What you should do: Please give the data again in full, precisely as it is written.

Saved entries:
<<<<
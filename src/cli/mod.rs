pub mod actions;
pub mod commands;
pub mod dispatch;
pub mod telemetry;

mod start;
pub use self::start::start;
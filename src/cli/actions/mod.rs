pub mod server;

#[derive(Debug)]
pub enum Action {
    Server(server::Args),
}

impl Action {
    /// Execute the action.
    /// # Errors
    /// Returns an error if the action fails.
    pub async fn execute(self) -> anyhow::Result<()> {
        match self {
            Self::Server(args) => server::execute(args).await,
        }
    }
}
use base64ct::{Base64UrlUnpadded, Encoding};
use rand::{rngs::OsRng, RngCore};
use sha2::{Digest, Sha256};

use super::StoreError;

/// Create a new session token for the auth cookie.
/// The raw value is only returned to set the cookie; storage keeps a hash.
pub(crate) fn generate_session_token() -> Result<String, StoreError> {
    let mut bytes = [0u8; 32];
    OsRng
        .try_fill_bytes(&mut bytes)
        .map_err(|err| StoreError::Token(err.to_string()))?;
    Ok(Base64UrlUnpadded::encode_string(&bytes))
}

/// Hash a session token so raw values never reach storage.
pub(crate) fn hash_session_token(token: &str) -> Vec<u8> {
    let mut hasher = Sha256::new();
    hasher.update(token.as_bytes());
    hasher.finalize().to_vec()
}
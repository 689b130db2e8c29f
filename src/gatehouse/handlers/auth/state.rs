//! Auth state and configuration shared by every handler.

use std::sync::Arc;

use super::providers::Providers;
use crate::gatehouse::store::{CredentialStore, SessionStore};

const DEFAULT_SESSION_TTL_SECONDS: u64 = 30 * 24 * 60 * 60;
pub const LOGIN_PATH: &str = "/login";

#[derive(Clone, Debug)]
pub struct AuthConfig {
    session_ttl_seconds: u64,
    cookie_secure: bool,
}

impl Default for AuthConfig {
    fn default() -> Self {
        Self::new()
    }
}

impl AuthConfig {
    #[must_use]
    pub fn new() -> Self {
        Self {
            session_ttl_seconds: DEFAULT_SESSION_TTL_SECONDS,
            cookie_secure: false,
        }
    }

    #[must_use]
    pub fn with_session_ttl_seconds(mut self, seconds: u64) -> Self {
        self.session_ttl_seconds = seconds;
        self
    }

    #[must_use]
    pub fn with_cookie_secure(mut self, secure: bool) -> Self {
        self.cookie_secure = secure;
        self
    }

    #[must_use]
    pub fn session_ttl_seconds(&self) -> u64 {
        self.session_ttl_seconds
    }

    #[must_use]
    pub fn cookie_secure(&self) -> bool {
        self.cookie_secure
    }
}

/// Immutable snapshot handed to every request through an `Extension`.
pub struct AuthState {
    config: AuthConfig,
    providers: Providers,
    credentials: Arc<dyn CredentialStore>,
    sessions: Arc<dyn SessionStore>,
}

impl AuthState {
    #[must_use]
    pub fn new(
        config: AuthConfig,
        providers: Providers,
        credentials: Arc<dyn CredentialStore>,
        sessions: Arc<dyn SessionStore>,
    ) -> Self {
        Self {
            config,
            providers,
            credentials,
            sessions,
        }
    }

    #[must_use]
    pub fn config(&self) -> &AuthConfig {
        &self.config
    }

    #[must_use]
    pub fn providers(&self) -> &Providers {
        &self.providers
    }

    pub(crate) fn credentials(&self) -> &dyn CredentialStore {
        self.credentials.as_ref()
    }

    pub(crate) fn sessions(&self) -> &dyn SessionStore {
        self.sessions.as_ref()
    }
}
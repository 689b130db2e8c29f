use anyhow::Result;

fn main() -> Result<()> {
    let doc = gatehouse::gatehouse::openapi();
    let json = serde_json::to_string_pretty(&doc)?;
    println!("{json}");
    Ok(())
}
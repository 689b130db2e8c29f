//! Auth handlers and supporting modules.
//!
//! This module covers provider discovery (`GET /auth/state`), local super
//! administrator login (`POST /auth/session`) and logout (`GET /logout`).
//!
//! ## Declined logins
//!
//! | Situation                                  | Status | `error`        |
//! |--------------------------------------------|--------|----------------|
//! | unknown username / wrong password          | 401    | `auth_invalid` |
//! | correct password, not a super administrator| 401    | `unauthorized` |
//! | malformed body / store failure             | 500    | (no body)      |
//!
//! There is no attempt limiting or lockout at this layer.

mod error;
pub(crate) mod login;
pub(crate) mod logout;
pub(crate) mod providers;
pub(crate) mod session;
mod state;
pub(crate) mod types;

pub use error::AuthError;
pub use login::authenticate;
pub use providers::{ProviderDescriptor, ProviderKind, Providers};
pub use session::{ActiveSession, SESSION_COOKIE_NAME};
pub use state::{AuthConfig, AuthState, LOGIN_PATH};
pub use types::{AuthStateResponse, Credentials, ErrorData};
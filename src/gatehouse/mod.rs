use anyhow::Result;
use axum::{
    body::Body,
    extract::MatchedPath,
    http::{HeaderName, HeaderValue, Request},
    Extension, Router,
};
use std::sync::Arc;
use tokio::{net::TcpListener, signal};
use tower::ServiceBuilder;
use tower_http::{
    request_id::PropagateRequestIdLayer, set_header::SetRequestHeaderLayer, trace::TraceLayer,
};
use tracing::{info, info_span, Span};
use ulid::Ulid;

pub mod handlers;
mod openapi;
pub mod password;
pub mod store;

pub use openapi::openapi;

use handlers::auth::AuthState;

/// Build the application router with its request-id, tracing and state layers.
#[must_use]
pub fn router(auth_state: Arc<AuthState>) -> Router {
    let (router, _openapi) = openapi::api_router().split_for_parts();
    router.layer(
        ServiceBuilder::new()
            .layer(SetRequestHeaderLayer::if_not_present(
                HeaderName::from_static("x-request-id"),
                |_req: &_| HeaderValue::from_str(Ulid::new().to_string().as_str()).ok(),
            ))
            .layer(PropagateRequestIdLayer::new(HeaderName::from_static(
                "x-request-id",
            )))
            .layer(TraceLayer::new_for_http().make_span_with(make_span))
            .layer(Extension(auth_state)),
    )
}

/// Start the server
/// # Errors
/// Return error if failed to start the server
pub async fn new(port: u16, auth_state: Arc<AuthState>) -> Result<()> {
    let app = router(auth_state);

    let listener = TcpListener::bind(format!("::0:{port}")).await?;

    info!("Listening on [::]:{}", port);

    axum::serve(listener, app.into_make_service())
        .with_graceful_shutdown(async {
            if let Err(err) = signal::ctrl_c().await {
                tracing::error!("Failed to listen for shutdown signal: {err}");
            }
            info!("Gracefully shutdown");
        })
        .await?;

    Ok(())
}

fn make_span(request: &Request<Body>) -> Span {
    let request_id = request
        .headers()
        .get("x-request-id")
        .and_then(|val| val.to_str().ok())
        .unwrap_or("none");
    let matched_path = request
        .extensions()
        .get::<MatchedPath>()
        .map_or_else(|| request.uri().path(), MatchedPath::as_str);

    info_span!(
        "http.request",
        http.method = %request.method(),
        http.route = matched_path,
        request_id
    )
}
>>>>
Your solution:
filename src/cli/mod.rs
pub mod actions;
pub mod commands;
pub mod dispatch;
pub mod telemetry;

mod start;
pub use self::start::start;
filename src/cli/actions/mod.rs
pub mod server;

#[derive(Debug)]
pub enum Action {
    Server(server::Args),
}

impl Action {
    /// Execute the action.
    /// # Errors
    /// Returns an error if the action fails.
    pub async fn execute(self) -> anyhow::Result<()> {
        match self {
            Self::Server(args) => server::execute(args).await,
        }
    }
}
use base64ct::{Base64UrlUnpadded, Encoding};
use rand::{rngs::OsRng, RngCore};
use sha2::{Digest, Sha256};

use super::StoreError;

/// Create a new session token for the auth cookie.
/// The raw value is only returned to set the cookie; storage keeps a hash.
pub(crate) fn generate_session_token() -> Result<String, StoreError> {
    let mut bytes = [0u8; 32];
    OsRng
        .try_fill_bytes(&mut bytes)
        .map_err(|err| StoreError::Token(err.to_string()))?;
    Ok(Base64UrlUnpadded::encode_string(&bytes))
}

/// Hash a session token so raw values never reach storage.
pub(crate) fn hash_session_token(token: &str) -> Vec<u8> {
    let mut hasher = Sha256::new();
    hasher.update(token.as_bytes());
    hasher.finalize().to_vec()
}
repository 689b130db2e8c29f
filename src/gatehouse/handlers/auth/state.rs
//! Auth state and configuration shared by every handler.

use std::sync::Arc;

use super::providers::Providers;
use crate::gatehouse::store::{CredentialStore, SessionStore};

const DEFAULT_SESSION_TTL_SECONDS: u64 = 30 * 24 * 60 * 60;
pub const LOGIN_PATH: &str = "/login";

#[derive(Clone, Debug)]
pub struct AuthConfig {
    session_ttl_seconds: u64,
    cookie_secure: bool,
}

impl Default for AuthConfig {
    fn default() -> Self {
        Self::new()
    }
}

impl AuthConfig {
    #[must_use]
    pub fn new() -> Self {
        Self {
            session_ttl_seconds: DEFAULT_SESSION_TTL_SECONDS,
            cookie_secure: false,
        }
    }

    #[must_use]
    pub fn with_session_ttl_seconds(mut self, seconds: u64) -> Self {
        self.session_ttl_seconds = seconds;
        self
    }

    #[must_use]
    pub fn with_cookie_secure(mut self, secure: bool) -> Self {
        self.cookie_secure = secure;
        self
    }

    #[must_use]
    pub fn session_ttl_seconds(&self) -> u64 {
        self.session_ttl_seconds
    }

    #[must_use]
    pub fn cookie_secure(&self) -> bool {
        self.cookie_secure
    }
}

/// Immutable snapshot handed to every request through an `Extension`.
pub struct AuthState {
    config: AuthConfig,
    providers: Providers,
    credentials: Arc<dyn CredentialStore>,
    sessions: Arc<dyn SessionStore>,
}

impl AuthState {
    #[must_use]
    pub fn new(
        config: AuthConfig,
        providers: Providers,
        credentials: Arc<dyn CredentialStore>,
        sessions: Arc<dyn SessionStore>,
    ) -> Self {
        Self {
            config,
            providers,
            credentials,
            sessions,
        }
    }

    #[must_use]
    pub fn config(&self) -> &AuthConfig {
        &self.config
    }

    #[must_use]
    pub fn providers(&self) -> &Providers {
        &self.providers
    }

    pub(crate) fn credentials(&self) -> &dyn CredentialStore {
        self.credentials.as_ref()
    }

    pub(crate) fn sessions(&self) -> &dyn SessionStore {
        self.sessions.as_ref()
    }
}
repository 689b130db2e8c29f
use anyhow::Result;

fn main() -> Result<()> {
    let doc = gatehouse::gatehouse::openapi();
    let json = serde_json::to_string_pretty(&doc)?;
    println!("{json}");
    Ok(())
}
repository 689b130db2e8c29f
//! Auth handlers and supporting modules.
//!
//! This module covers provider discovery (`GET /auth/state`), local super
//! administrator login (`POST /auth/session`) and logout (`GET /logout`).
//!
//! ## Declined logins
//!
//! | Situation                                  | Status | `error`        |
//! |--------------------------------------------|--------|----------------|
//! | unknown username / wrong password          | 401    | `auth_invalid` |
//! | correct password, not a super administrator| 401    | `unauthorized` |
//! | malformed body / store failure             | 500    | (no body)      |
//!
//! There is no attempt limiting or lockout at this layer.

mod error;
pub(crate) mod login;
pub(crate) mod logout;
pub(crate) mod providers;
pub(crate) mod session;
mod state;
pub(crate) mod types;

pub use error::AuthError;
pub use login::authenticate;
pub use providers::{ProviderDescriptor, ProviderKind, Providers};
pub use session::{ActiveSession, SESSION_COOKIE_NAME};
pub use state::{AuthConfig, AuthState, LOGIN_PATH};
pub use types::{AuthStateResponse, Credentials, ErrorData};
filename src/gatehouse/mod.rs
use anyhow::Result;
use axum::{
    body::Body,
    extract::MatchedPath,
    http::{HeaderName, HeaderValue, Request},
    Extension, Router,
};
use std::sync::Arc;
use tokio::{net::TcpListener, signal};
use tower::ServiceBuilder;
use tower_http::{
    request_id::PropagateRequestIdLayer, set_header::SetRequestHeaderLayer, trace::TraceLayer,
};
use tracing::{info, info_span, Span};
use ulid::Ulid;

pub mod handlers;
mod openapi;
pub mod password;
pub mod store;

pub use openapi::openapi;

use handlers::auth::AuthState;

/// Build the application router with its request-id, tracing and state layers.
#[must_use]
pub fn router(auth_state: Arc<AuthState>) -> Router {
    let (router, _openapi) = openapi::api_router().split_for_parts();
    router.layer(
        ServiceBuilder::new()
            .layer(SetRequestHeaderLayer::if_not_present(
                HeaderName::from_static("x-request-id"),
                |_req: &_| HeaderValue::from_str(Ulid::new().to_string().as_str()).ok(),
            ))
            .layer(PropagateRequestIdLayer::new(HeaderName::from_static(
                "x-request-id",
            )))
            .layer(TraceLayer::new_for_http().make_span_with(make_span))
            .layer(Extension(auth_state)),
    )
}

/// Start the server
/// # Errors
/// Return error if failed to start the server
pub async fn new(port: u16, auth_state: Arc<AuthState>) -> Result<()> {
    let app = router(auth_state);

    let listener = TcpListener::bind(format!("::0:{port}")).await?;

    info!("Listening on [::]:{}", port);

    axum::serve(listener, app.into_make_service())
        .with_graceful_shutdown(async {
            if let Err(err) = signal::ctrl_c().await {
                tracing::error!("Failed to listen for shutdown signal: {err}");
            }
            info!("Gracefully shutdown");
        })
        .await?;

    Ok(())
}

fn make_span(request: &Request<Body>) -> Span {
    let request_id = request
        .headers()
        .get("x-request-id")
        .and_then(|val| val.to_str().ok())
        .unwrap_or("none");
    let matched_path = request
        .extensions()
        .get::<MatchedPath>()
        .map_or_else(|| request.uri().path(), MatchedPath::as_str);

    info_span!(
        "http.request",
        http.method = %request.method(),
        http.route = matched_path,
        request_id
    )
}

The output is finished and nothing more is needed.